INSTRUCTIONS FOR THE TASK: Your answer must consist of exactly the lines below, starting with the line with "is constructed. A" and going on through the line with "let mut registry = self.registry.write().await;", and nothing else.

DATA EXTRACT:
• • •

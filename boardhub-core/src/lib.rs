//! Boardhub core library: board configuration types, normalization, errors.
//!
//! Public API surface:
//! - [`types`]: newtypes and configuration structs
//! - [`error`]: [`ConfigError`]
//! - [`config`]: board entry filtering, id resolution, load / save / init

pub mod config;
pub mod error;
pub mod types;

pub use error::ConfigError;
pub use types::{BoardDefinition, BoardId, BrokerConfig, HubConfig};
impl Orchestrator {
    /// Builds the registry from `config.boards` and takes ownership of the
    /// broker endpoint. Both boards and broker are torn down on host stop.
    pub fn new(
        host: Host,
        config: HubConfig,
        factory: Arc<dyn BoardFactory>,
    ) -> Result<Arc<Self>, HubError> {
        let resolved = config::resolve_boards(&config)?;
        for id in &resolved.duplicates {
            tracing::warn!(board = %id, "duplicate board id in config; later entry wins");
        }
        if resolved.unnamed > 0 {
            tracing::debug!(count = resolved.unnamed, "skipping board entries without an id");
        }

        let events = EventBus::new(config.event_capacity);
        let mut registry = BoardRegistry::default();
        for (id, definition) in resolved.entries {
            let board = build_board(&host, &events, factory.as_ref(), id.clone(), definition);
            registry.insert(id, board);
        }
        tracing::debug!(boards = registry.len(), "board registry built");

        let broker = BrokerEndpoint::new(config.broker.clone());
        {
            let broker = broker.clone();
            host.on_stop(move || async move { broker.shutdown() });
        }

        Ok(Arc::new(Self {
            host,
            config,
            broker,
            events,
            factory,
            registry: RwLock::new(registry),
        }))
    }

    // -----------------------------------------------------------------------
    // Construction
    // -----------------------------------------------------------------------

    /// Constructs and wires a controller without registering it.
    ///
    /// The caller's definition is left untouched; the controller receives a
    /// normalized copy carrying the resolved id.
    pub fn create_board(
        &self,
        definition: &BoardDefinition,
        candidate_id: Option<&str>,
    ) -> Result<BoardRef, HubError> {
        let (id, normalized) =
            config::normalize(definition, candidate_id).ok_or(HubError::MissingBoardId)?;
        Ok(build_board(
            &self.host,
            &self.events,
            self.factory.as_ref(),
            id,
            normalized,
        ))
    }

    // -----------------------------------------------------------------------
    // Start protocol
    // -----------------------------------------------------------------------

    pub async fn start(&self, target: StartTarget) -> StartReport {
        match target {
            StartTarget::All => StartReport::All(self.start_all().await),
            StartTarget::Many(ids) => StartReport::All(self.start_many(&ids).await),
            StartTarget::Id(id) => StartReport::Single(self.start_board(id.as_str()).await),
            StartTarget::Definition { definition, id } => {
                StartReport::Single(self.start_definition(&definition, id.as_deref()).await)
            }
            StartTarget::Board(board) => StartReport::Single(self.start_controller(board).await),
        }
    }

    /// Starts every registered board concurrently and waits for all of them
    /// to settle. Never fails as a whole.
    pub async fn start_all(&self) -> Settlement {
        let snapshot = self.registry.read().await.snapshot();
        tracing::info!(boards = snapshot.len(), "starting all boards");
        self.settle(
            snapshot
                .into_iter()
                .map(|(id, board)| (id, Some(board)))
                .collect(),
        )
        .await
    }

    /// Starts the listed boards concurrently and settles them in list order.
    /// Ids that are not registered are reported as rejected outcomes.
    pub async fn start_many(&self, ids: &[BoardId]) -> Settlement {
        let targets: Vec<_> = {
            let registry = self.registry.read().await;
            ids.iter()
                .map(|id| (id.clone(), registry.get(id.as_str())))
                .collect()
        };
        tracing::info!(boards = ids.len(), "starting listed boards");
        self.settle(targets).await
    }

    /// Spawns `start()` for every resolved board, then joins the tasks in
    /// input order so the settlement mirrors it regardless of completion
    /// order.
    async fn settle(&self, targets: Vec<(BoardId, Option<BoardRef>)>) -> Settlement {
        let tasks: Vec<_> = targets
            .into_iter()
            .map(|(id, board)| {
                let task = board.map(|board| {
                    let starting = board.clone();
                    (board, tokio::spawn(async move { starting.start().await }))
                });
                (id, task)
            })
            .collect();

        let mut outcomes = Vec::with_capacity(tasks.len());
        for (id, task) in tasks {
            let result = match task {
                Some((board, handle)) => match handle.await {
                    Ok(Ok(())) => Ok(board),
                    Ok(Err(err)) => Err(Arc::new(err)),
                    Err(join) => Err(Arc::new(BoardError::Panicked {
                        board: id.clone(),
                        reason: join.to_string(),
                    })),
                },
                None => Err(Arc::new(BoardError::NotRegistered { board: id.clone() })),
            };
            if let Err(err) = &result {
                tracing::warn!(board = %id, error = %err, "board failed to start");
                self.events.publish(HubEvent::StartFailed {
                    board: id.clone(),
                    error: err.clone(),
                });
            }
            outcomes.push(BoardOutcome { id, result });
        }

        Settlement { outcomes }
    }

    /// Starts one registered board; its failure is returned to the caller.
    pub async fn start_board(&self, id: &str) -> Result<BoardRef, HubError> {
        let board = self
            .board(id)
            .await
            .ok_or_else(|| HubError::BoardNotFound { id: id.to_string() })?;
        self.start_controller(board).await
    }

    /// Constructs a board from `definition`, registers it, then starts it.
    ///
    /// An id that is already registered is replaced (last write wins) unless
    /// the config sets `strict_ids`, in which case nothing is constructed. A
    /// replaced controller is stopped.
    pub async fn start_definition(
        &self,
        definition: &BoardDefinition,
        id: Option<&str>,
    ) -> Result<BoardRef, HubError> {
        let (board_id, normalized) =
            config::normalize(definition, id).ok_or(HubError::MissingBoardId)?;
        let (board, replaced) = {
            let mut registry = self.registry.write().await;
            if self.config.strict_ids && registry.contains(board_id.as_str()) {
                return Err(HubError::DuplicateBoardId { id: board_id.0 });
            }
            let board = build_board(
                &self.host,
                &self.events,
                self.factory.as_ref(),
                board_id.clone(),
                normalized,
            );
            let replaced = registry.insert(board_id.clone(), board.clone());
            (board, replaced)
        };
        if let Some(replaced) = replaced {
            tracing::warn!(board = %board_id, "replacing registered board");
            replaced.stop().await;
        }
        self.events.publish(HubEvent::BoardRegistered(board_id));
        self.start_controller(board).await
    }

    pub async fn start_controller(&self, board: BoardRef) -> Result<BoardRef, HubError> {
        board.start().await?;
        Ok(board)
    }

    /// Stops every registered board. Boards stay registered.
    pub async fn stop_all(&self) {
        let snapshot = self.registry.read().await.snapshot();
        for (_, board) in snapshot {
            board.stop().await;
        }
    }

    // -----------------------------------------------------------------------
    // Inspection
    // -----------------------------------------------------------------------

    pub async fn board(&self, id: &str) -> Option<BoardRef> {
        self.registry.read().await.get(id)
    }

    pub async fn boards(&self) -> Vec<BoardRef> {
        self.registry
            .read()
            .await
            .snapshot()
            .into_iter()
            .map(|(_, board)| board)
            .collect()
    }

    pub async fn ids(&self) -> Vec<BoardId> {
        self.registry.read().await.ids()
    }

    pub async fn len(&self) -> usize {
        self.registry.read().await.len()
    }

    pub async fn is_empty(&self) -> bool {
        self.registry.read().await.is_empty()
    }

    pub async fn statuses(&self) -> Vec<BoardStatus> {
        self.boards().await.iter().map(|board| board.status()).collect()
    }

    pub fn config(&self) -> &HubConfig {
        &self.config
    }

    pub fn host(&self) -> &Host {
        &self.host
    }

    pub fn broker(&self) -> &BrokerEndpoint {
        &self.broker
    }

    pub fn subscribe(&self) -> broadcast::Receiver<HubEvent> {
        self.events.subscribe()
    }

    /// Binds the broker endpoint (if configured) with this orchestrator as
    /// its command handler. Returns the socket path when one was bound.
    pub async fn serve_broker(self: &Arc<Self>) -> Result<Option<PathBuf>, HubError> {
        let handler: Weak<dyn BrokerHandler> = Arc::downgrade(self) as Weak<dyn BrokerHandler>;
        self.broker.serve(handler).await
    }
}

• • •

EXERCISE RESULT:
    /// the config sets `strict_ids`, in which case nothing is constructed. A
    /// replaced controller is stopped.
    pub async fn start_definition(
        &self,
        definition: &BoardDefinition,
        id: Option<&str>,
    ) -> Result<BoardRef, HubError> {
        let (board_id, normalized) =
            config::normalize(definition, id).ok_or(HubError::MissingBoardId)?;
        let (board, replaced) = {
            let mut registry = self.registry.write().await;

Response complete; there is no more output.